Stored items:
******
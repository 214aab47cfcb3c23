//! Surface: everything a live region needs besides the writer.

use super::lifecycle::Lifecycle;
use crate::terminal::{Geometry, LiveGeometry, TerminalSize};
use crate::theme::Theme;
use std::sync::Arc;

/// Theme, geometry source and lifecycle shared by live regions.
#[derive(Clone)]
pub struct Surface {
    /// Glyphs and painter.
    pub theme: Theme,
    /// Live terminal size.
    pub geometry: Arc<dyn Geometry>,
    /// Exit hooks and the live-region slot.
    pub lifecycle: Arc<Lifecycle>,
}

impl Surface {
    /// Create a surface from explicit parts.
    pub fn new(theme: Theme, geometry: Arc<dyn Geometry>, lifecycle: Arc<Lifecycle>) -> Self {
        Self {
            theme,
            geometry,
            lifecycle,
        }
    }

    /// Surface for the current process: detected theme, the controlling
    /// terminal's size and the global lifecycle.
    pub fn detect() -> Self {
        Self::new(Theme::detect(), Arc::new(LiveGeometry), Lifecycle::global())
    }

    /// Current terminal size.
    #[inline]
    pub fn size(&self) -> TerminalSize {
        self.geometry.size()
    }
}

impl std::fmt::Debug for Surface {
    fn fmt(&self, f: &mut std::fmt::Formatter<'_>) -> std::fmt::Result {
        f.debug_struct("Surface")
            .field("theme", &self.theme)
            .field("size", &self.size())
            .field("lifecycle", &self.lifecycle)
            .finish()
    }
}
******
The word "field" appears in some lines above. Return every one of those lines.

YOUR RESPONSE:
            .field("theme", &self.theme)
            .field("size", &self.size())
            .field("lifecycle", &self.lifecycle)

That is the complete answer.